After around 8 months, he came to play a tournament and we got chatting. He was waxing lyrical about his new coach and the use of a well-known launch monitor, and how his ball striking had improved immensely with the use of said equipment. I asked how his handicap was doing and to my shock, considering his apparent delight at his new found ability, he had increased to 4.4. I didn´t want to knock the professional he was now working with, but I had to question why he was so happy with his “progress”. The response was worrying, “because now I know what I am doing wrong, the analysis I get from the launch monitor tells me everything I need to know”.
He had become obsessed with knowing the numbers, his numbers. He had moved away from being able to self-diagnose a problem and work with it or solve it to being obsessed with a series of numbers, which offer little or no sensory feedback. He had become a golfing robot, with a horrible snap-hook that was destroying his game.

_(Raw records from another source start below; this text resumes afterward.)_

//! Inline validation message under a form field.

#[cfg(test)]
#[path = "field_error_test.rs"]
mod field_error_test;

use leptos::prelude::*;

/// Error to display for a field right now.
///
/// Messages appear as soon as the user has typed something, and for every
/// field once a submit has been attempted.
#[must_use]
pub fn visible_error(value: &str, submitted: bool, error: Option<String>) -> Option<String> {
    (submitted || !value.is_empty()).then_some(error).flatten()
}

#[component]
pub fn FieldError(message: Signal<Option<String>>) -> impl IntoView {
    view! {
        <Show when=move || message.get().is_some()>
            <p class="field-error" role="alert">{move || message.get().unwrap_or_default()}</p>
        </Show>
    }
}
//! Reusable UI component modules.
//!
//! SYSTEM CONTEXT
//! ==============
//! Components read the auth signal and the shared API/session handles from
//! Leptos context; pages pass everything else in as props.

pub mod field_error;
pub mod nav;
pub mod notice_banner;
pub mod plan_card;
pub mod require_auth;
pub mod subscription_item;
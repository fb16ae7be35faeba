//! Plans page: list purchasable plans and subscribe to one.
//!
//! SYSTEM CONTEXT
//! ==============
//! Protected route. Plans are fetched on every visit. A subscribe result is
//! shown as a banner that clears itself after the notice's display time.

use leptos::prelude::*;

use crate::components::notice_banner::{NoticeBanner, schedule_expiry};
use crate::components::plan_card::PlanCard;
use crate::net::api::SharedApi;
use crate::services::subscriptions::subscribe;
use crate::state::auth::AuthState;
use crate::state::plans::PlansState;

#[component]
pub fn PlansPage() -> impl IntoView {
    let auth = expect_context::<RwSignal<AuthState>>();
    let api = expect_context::<SharedApi>();
    let state = RwSignal::new(PlansState::default());

    state.update(PlansState::begin_load);
    let load_api = api.clone();
    leptos::task::spawn_local(async move {
        let result = load_api.list_plans().await;
        state.try_update(|s| s.finish_load(result));
    });

    let on_subscribe = Callback::new(move |plan_id: i64| {
        let Some(user) = auth.get_untracked().user else {
            return;
        };
        if !state.try_update(|s| s.begin_subscribe(plan_id)).unwrap_or(false) {
            return;
        }
        let api = api.clone();
        leptos::task::spawn_local(async move {
            let result = subscribe(api.as_ref(), &user, plan_id).await;
            if let Some(notice) = state.try_update(|s| s.finish_subscribe(plan_id, &result)) {
                schedule_expiry(&notice, move |seq| {
                    state.try_update(|s| s.expire_notice(seq));
                });
            }
        });
    });

    let notice = Signal::derive(move || state.with(|s| s.notice.clone()));
    let locked = Signal::derive(move || state.with(|s| s.pending_plan.is_some()));

    view! {
        <div class="plans-page">
            <h1>"Available Plans"</h1>
            <NoticeBanner notice=notice/>
            <Show when=move || state.with(|s| s.error.is_some())>
                <p class="page-error">{move || state.with(|s| s.error.clone().unwrap_or_default())}</p>
            </Show>
            <Show
                when=move || !state.with(|s| s.loading)
                fallback=|| view! { <p class="page-status">"Loading plans..."</p> }
            >
                <div class="plans-page__grid">
                    {move || {
                        state
                            .with(PlansState::views)
                            .into_iter()
                            .map(|plan| {
                                let id = plan.id;
                                view! {
                                    <PlanCard
                                        plan=plan
                                        pending=Signal::derive(move || state.with(|s| s.pending_plan == Some(id)))
                                        locked=locked
                                        on_subscribe=on_subscribe
                                    />
                                }
                            })
                            .collect::<Vec<_>>()
                    }}
                </div>
            </Show>
        </div>
    }
}
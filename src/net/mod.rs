//! Networking modules for the portal REST backend.
//!
//! SYSTEM CONTEXT
//! ==============
//! `api` issues HTTP calls, `error` classifies failures, and `types` defines
//! the wire schema.

pub mod api;
pub mod error;
pub mod types;
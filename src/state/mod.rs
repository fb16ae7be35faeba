//! Shared client-side state modules.
//!
//! DESIGN
//! ======
//! State is split by page (`plans`, `subscriptions`, `dashboard`) plus the
//! cross-cutting `auth` mirror, so each component depends on a small model.

pub mod auth;
pub mod dashboard;
pub mod notice;
pub mod plans;
pub mod subscriptions;
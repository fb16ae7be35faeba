//! Card for one purchasable plan.

use leptos::prelude::*;

use crate::util::format::PlanView;

/// `pending` marks this plan's request in flight; `locked` disables the
/// button while any subscribe is pending.
#[component]
pub fn PlanCard(
    plan: PlanView,
    pending: Signal<bool>,
    locked: Signal<bool>,
    on_subscribe: Callback<i64>,
) -> impl IntoView {
    let id = plan.id;
    view! {
        <div class="plan-card">
            <h3 class="plan-card__name">{plan.name}</h3>
            <p class="plan-card__duration">{plan.duration}</p>
            <p class="plan-card__price">{plan.price}</p>
            <button
                class="btn plan-card__subscribe"
                disabled=move || locked.get()
                on:click=move |_| on_subscribe.run(id)
            >
                {move || if pending.get() { "Subscribing..." } else { "Subscribe" }}
            </button>
        </div>
    }
}
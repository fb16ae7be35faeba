use super::*;

fn alice() -> User {
    User { id: 1, name: "alice".to_owned(), email: "alice@example.com".to_owned() }
}

fn protected_routes() -> impl Iterator<Item = AppRoute> {
    AppRoute::ALL.into_iter().filter(|route| route.is_protected())
}

#[test]
fn protected_routes_redirect_without_session() {
    for route in protected_routes() {
        assert_eq!(guard(route, None), GuardDecision::Redirect(AppRoute::Login), "{route:?}");
    }
}

#[test]
fn protected_routes_render_with_session() {
    let user = alice();
    for route in protected_routes() {
        assert_eq!(guard(route, Some(&user)), GuardDecision::Render, "{route:?}");
    }
}

#[test]
fn public_routes_always_render() {
    assert_eq!(guard(AppRoute::Login, None), GuardDecision::Render);
    assert_eq!(guard(AppRoute::Signup, None), GuardDecision::Render);
}

#[test]
fn only_login_and_signup_are_public() {
    let public: Vec<_> = AppRoute::ALL.into_iter().filter(|r| !r.is_protected()).collect();
    assert_eq!(public, vec![AppRoute::Login, AppRoute::Signup]);
}

#[test]
fn every_route_has_a_distinct_path() {
    let mut paths: Vec<_> = AppRoute::ALL.iter().map(|r| r.path()).collect();
    paths.sort_unstable();
    paths.dedup();
    assert_eq!(paths.len(), AppRoute::ALL.len());
}

#[test]
fn auth_lands_on_dashboard() {
    assert_eq!(POST_AUTH_ROUTE.path(), "/dashboard");
}
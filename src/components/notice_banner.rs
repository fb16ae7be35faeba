//! Transient success/error banner.

use leptos::prelude::*;

use crate::state::notice::Notice;

#[component]
pub fn NoticeBanner(notice: Signal<Option<Notice>>) -> impl IntoView {
    view! {
        {move || {
            notice
                .get()
                .map(|n| {
                    let class = n.class();
                    view! { <div class=class role="status">{n.text}</div> }
                })
        }}
    }
}

/// Clear a page's notice once its display time has passed.
///
/// `expire` receives the notice's sequence number so it can ignore a timer
/// that outlived a newer banner.
pub fn schedule_expiry(notice: &Notice, expire: impl Fn(u64) + 'static) {
    #[cfg(feature = "csr")]
    {
        let seq = notice.seq;
        let wait = std::time::Duration::from_millis(u64::from(notice.display_ms));
        leptos::task::spawn_local(async move {
            gloo_timers::future::sleep(wait).await;
            expire(seq);
        });
    }
    #[cfg(not(feature = "csr"))]
    {
        let _ = (notice, expire);
    }
}
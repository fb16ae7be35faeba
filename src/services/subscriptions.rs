//! Plan purchase, subscription listing, cancellation, and the dashboard
//! summary.

#[cfg(test)]
#[path = "subscriptions_test.rs"]
mod subscriptions_test;

use leptos::logging::{log, warn};

use crate::net::api::PortalApi;
use crate::net::error::ApiError;
use crate::net::types::{CreateSubscriptionRequest, Subscription, User};
use crate::state::dashboard::DashboardSummary;
use crate::state::subscriptions::count_active;

/// Buy `plan_id` for `user`.
///
/// # Errors
///
/// A 409 surfaces as [`ApiError::Conflict`] when the user already holds an
/// active subscription.
pub async fn subscribe(api: &dyn PortalApi, user: &User, plan_id: i64) -> Result<Subscription, ApiError> {
    let request = CreateSubscriptionRequest { user_id: user.id, plan_id };
    let created = api.create_subscription(&request).await?;
    log!("user {} subscribed to plan {plan_id} as #{}", user.id, created.id);
    Ok(created)
}

/// # Errors
///
/// Propagates the API failure.
pub async fn load_subscriptions(api: &dyn PortalApi, user: &User) -> Result<Vec<Subscription>, ApiError> {
    api.list_subscriptions(user.id).await
}

/// Cancel one subscription by id.
///
/// # Errors
///
/// Propagates the API failure; callers keep their list unchanged.
pub async fn cancel(api: &dyn PortalApi, subscription_id: i64) -> Result<(), ApiError> {
    api.cancel_subscription(subscription_id).await?;
    log!("cancelled subscription #{subscription_id}");
    Ok(())
}

/// Backend-wide stats plus the user's active subscription count.
///
/// Stats are optional: older backends lack `/dashboard`, so a failure there
/// only empties the stats list.
///
/// # Errors
///
/// Fails when the user's subscriptions cannot be listed.
pub async fn load_dashboard(api: &dyn PortalApi, user: &User) -> Result<DashboardSummary, ApiError> {
    let stats = api.dashboard_stats().await.unwrap_or_else(|err| {
        warn!("dashboard stats unavailable: {err}");
        Vec::new()
    });
    let subscriptions = api.list_subscriptions(user.id).await?;
    Ok(DashboardSummary { stats, active_subscriptions: count_active(&subscriptions) })
}
use std::fmt;

/// A grid coordinate, zero-based `(row, col)`.
#[derive(Debug, Clone, Copy, PartialEq, Eq, Hash, Default)]
pub struct Position {
    pub row: usize,
    pub col: usize,
}

impl Position {
    pub const ORIGIN: Position = Position { row: 0, col: 0 };

    pub fn new(row: usize, col: usize) -> Self {
        Self { row, col }
    }

    /// The neighbouring position one step in `dir`, or `None` when the step
    /// would leave the non-negative quadrant. Upper bounds are the grid's
    /// concern.
    pub fn step(self, dir: Direction) -> Option<Position> {
        let (dr, dc) = dir.delta();
        Some(Position {
            row: self.row.checked_add_signed(dr)?,
            col: self.col.checked_add_signed(dc)?,
        })
    }
}

impl fmt::Display for Position {
    fn fmt(&self, f: &mut fmt::Formatter<'_>) -> fmt::Result {
        write!(f, "({},{})", self.row, self.col)
    }
}

#[derive(Debug, Clone, Copy, PartialEq, Eq, Hash)]
pub enum Direction {
    Up,
    Down,
    Left,
    Right,
}

impl Direction {
    pub const ALL: [Direction; 4] = [
        Direction::Up,
        Direction::Down,
        Direction::Left,
        Direction::Right,
    ];

    /// Unit `(row, col)` delta.
    pub fn delta(self) -> (isize, isize) {
        match self {
            Direction::Up => (-1, 0),
            Direction::Down => (1, 0),
            Direction::Left => (0, -1),
            Direction::Right => (0, 1),
        }
    }
}
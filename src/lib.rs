//! worldventure: a maze quiz game core.
//!
//! A level is a grid of typed cells (usually a randomly carved perfect maze)
//! plus an ordered list of questions. A [`GameSession`] walks a [`Player`]
//! through it, asking the pending question on Question cells, until the
//! player reaches the Goal, runs out of lives, or quits.
//!
//! All randomness comes in through `&mut impl rand::Rng`, so seeding a
//! `StdRng` makes levels reproducible.

pub mod banks;
pub mod cell;
pub mod config;
pub mod error;
pub mod game;
pub mod level;
pub mod maze;
pub mod player;
pub mod position;
pub mod question;
pub mod validate;

pub use cell::{Cell, Grid};
pub use error::{Error, Result};
pub use game::{Encounter, GameSession, GameState, Outcome};
pub use level::{Level, Tier};
pub use player::Player;
pub use position::{Direction, Position};
pub use question::{Fact, Question, QuestionBank};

I spoke to his parents, with whom I had built a good relationship and asked their opinion, and suffice to say they were not happy with what had happened. But it was too late, their son, who had bags of potential was hooked, he wouldn´t take a lesson without the launch monitor and a video camera capturing every single swing.
I have no issue with golfers or coaches using modern technology to assist in the improvement journey, but they must not become a necessary tool for training. You must nurture personal feedback and encourage the client to understand their swing and how it feels or should feel. You have to be able to have some naturalness to the movement, otherwise you are creating a robot, who will achieve little enjoyment from the game.